GOAL OF THE EXERCISE: Go through the data line by line. Copy each one holding the string "linearity".

(Saved entries)

---+---

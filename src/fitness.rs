//! # Fitness Evaluation
//!
//! The seam to the external level-quality evaluator, and the adapter that
//! folds its named measurements into one scalar fitness per individual.
//!
//! The evaluator is a pure function from a materialized level to a mapping
//! of named measurements; this crate never inspects how the measurements
//! are produced. The adapter combines them with fixed linear weights, adds
//! the representation-specific penalty, and memoizes the scalar on the
//! individual so the evaluator runs at most once per individual.
//!
//! ## Example
//!
//! ```rust
//! use levolve::config::Config;
//! use levolve::fitness::{FitnessFunction, LevelEvaluator, Metrics, METRIC_NAMES};
//! use levolve::genome::{DesignGenome, Individual};
//! use levolve::level::Level;
//!
//! struct ConstantEvaluator;
//!
//! impl LevelEvaluator for ConstantEvaluator {
//!     fn evaluate(&self, _level: &Level) -> levolve::Result<Metrics> {
//!         Ok(METRIC_NAMES
//!             .iter()
//!             .map(|name| (name.to_string(), 1.0))
//!             .collect())
//!     }
//! }
//!
//! let config = Config::default();
//! let fitness = FitnessFunction::new(ConstantEvaluator);
//! let individual: Individual<DesignGenome> = Individual::empty(&config);
//! let score = fitness.score(&individual, &config).unwrap();
//! assert!((score - 3.7).abs() < 1e-9);
//! ```

use std::collections::HashMap;

use crate::config::Config;
use crate::error::{GeneticError, Result};
use crate::genome::{Genome, Individual};
use crate::level::Level;

/// Named scalar measurements reported by the external evaluator.
pub type Metrics = HashMap<String, f64>;

/// The metric keys every evaluator must report.
pub const METRIC_NAMES: [&str; 6] = [
    "meaningfulJumpVariance",
    "negativeSpace",
    "pathPercentage",
    "emptyPercentage",
    "linearity",
    "solvability",
];

/// The external level-quality evaluator.
///
/// Implementations must report at least the keys in [`METRIC_NAMES`];
/// behavior on malformed levels is evaluator-defined and any failure is
/// treated as fatal by the evolution driver.
pub trait LevelEvaluator: Send + Sync {
    /// Measures a materialized level.
    fn evaluate(&self, level: &Level) -> Result<Metrics>;
}

/// The fixed linear weighting applied to the evaluator's measurements.
#[cfg_attr(feature = "serde", derive(serde::Serialize, serde::Deserialize))]
#[derive(Debug, Clone, Copy, PartialEq)]
pub struct FitnessWeights {
    pub meaningful_jump_variance: f64,
    pub negative_space: f64,
    pub path_percentage: f64,
    pub empty_percentage: f64,
    pub linearity: f64,
    pub solvability: f64,
}

impl Default for FitnessWeights {
    fn default() -> Self {
        Self {
            meaningful_jump_variance: 0.5,
            negative_space: 0.6,
            path_percentage: 0.5,
            empty_percentage: 0.6,
            linearity: -0.5,
            solvability: 2.0,
        }
    }
}

impl FitnessWeights {
    fn pairs(&self) -> [(&'static str, f64); 6] {
        [
            ("meaningfulJumpVariance", self.meaningful_jump_variance),
            ("negativeSpace", self.negative_space),
            ("pathPercentage", self.path_percentage),
            ("emptyPercentage", self.empty_percentage),
            ("linearity", self.linearity),
            ("solvability", self.solvability),
        ]
    }

    /// Reduces a measurement map to the weighted sum.
    ///
    /// # Errors
    ///
    /// Returns [`GeneticError::FitnessCalculation`] when a weighted metric
    /// is missing from the map.
    pub fn combine(&self, metrics: &Metrics) -> Result<f64> {
        self.pairs().iter().try_fold(0.0, |sum, (name, weight)| {
            metrics
                .get(*name)
                .map(|measurement| sum + weight * measurement)
                .ok_or_else(|| {
                    GeneticError::FitnessCalculation(format!(
                        "evaluator did not report metric `{name}`"
                    ))
                })
        })
    }
}

/// Memoizing adapter between individuals and the external evaluator.
///
/// Scoring materializes the individual's level (cached), invokes the
/// evaluator, folds the measurements through the weights, and adds the
/// genome's representation-specific penalty. Both the materialized level
/// and the scalar fitness are cached on the individual, so repeated calls
/// return the identical value without re-invoking the evaluator.
#[derive(Debug, Clone)]
pub struct FitnessFunction<E> {
    evaluator: E,
    weights: FitnessWeights,
}

impl<E: LevelEvaluator> FitnessFunction<E> {
    /// Wraps an evaluator with the default weights.
    pub fn new(evaluator: E) -> Self {
        Self {
            evaluator,
            weights: FitnessWeights::default(),
        }
    }

    /// Wraps an evaluator with custom weights.
    pub fn with_weights(evaluator: E, weights: FitnessWeights) -> Self {
        Self { evaluator, weights }
    }

    /// Returns the wrapped evaluator.
    pub fn evaluator(&self) -> &E {
        &self.evaluator
    }

    /// Scores an individual, caching the result on it.
    ///
    /// # Errors
    ///
    /// Propagates evaluator failures and missing-metric errors; neither is
    /// retried.
    pub fn score<G: Genome>(&self, individual: &Individual<G>, config: &Config) -> Result<f64> {
        if let Some(cached) = individual.fitness() {
            return Ok(cached);
        }
        let measurements = self.evaluator.evaluate(individual.level(config))?;
        let weighted = self.weights.combine(&measurements)?;
        let score = weighted + individual.genome().penalty(config);
        Ok(individual.cache_fitness(score))
    }
}

#[cfg(test)]
mod tests {
    use std::sync::atomic::{AtomicUsize, Ordering};
    use std::sync::Arc;

    use super::*;
    use crate::genome::design::{DesignElement, StairDirection};
    use crate::genome::DesignGenome;
    use crate::level::Level as GridGenome;
    use crate::rng::RandomNumberGenerator;

    // Evaluator returning 1.0 for every metric and counting its invocations
    #[derive(Clone)]
    struct CountingEvaluator {
        evaluations: Arc<AtomicUsize>,
    }

    impl CountingEvaluator {
        fn new() -> Self {
            Self {
                evaluations: Arc::new(AtomicUsize::new(0)),
            }
        }

        fn evaluations(&self) -> usize {
            self.evaluations.load(Ordering::SeqCst)
        }
    }

    impl LevelEvaluator for CountingEvaluator {
        fn evaluate(&self, _level: &Level) -> Result<Metrics> {
            self.evaluations.fetch_add(1, Ordering::SeqCst);
            Ok(METRIC_NAMES
                .iter()
                .map(|name| (name.to_string(), 1.0))
                .collect())
        }
    }

    struct FailingEvaluator;

    impl LevelEvaluator for FailingEvaluator {
        fn evaluate(&self, _level: &Level) -> Result<Metrics> {
            Err(GeneticError::Evaluator("solver crashed".to_string()))
        }
    }

    #[test]
    fn test_weighted_sum_of_unit_metrics() {
        let metrics: Metrics = METRIC_NAMES
            .iter()
            .map(|name| (name.to_string(), 1.0))
            .collect();
        let combined = FitnessWeights::default().combine(&metrics).unwrap();
        assert!((combined - 3.7).abs() < 1e-9);
    }

    #[test]
    fn test_missing_metric_is_an_error() {
        let mut metrics: Metrics = METRIC_NAMES
            .iter()
            .map(|name| (name.to_string(), 1.0))
            .collect();
        metrics.remove("solvability");

        let result = FitnessWeights::default().combine(&metrics);
        assert!(matches!(result, Err(GeneticError::FitnessCalculation(_))));
    }

    #[test]
    fn test_evaluator_invoked_at_most_once_per_individual() {
        let config = Config::default();
        let evaluator = CountingEvaluator::new();
        let fitness = FitnessFunction::new(evaluator.clone());
        let individual: Individual<DesignGenome> = Individual::empty(&config);

        let first = fitness.score(&individual, &config).unwrap();
        let second = fitness.score(&individual, &config).unwrap();
        assert_eq!(first, second);
        assert_eq!(individual.fitness(), Some(first));
        assert_eq!(evaluator.evaluations(), 1);
    }

    #[test]
    fn test_grid_individual_scores_without_penalty() {
        let config = Config::default();
        let mut rng = RandomNumberGenerator::from_seed(31);
        let fitness = FitnessFunction::new(CountingEvaluator::new());
        let individual: Individual<GridGenome> = Individual::random(&config, &mut rng);

        let score = fitness.score(&individual, &config).unwrap();
        assert!((score - 3.7).abs() < 1e-9);
    }

    #[test]
    fn test_stair_penalty_applies_to_design_individuals() {
        let config = Config::default();
        let fitness = FitnessFunction::new(CountingEvaluator::new());
        let stairs: Vec<DesignElement> = (0..6)
            .map(|i| DesignElement::Stairs {
                x: 10 + 5 * i,
                height: 3,
                direction: StairDirection::Ascending,
            })
            .collect();
        let individual = Individual::new(DesignGenome::new(stairs));

        let score = fitness.score(&individual, &config).unwrap();
        assert!((score - 1.7).abs() < 1e-9);
    }

    #[test]
    fn test_evaluator_failure_propagates() {
        let config = Config::default();
        let fitness = FitnessFunction::new(FailingEvaluator);
        let individual: Individual<DesignGenome> = Individual::empty(&config);

        let result = fitness.score(&individual, &config);
        assert!(matches!(result, Err(GeneticError::Evaluator(_))));
        // A failed evaluation leaves the individual unscored
        assert_eq!(individual.fitness(), None);
    }
}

---+---

TASK RESULT:
    "linearity",
    pub linearity: f64,
            linearity: -0.5,
            ("linearity", self.linearity),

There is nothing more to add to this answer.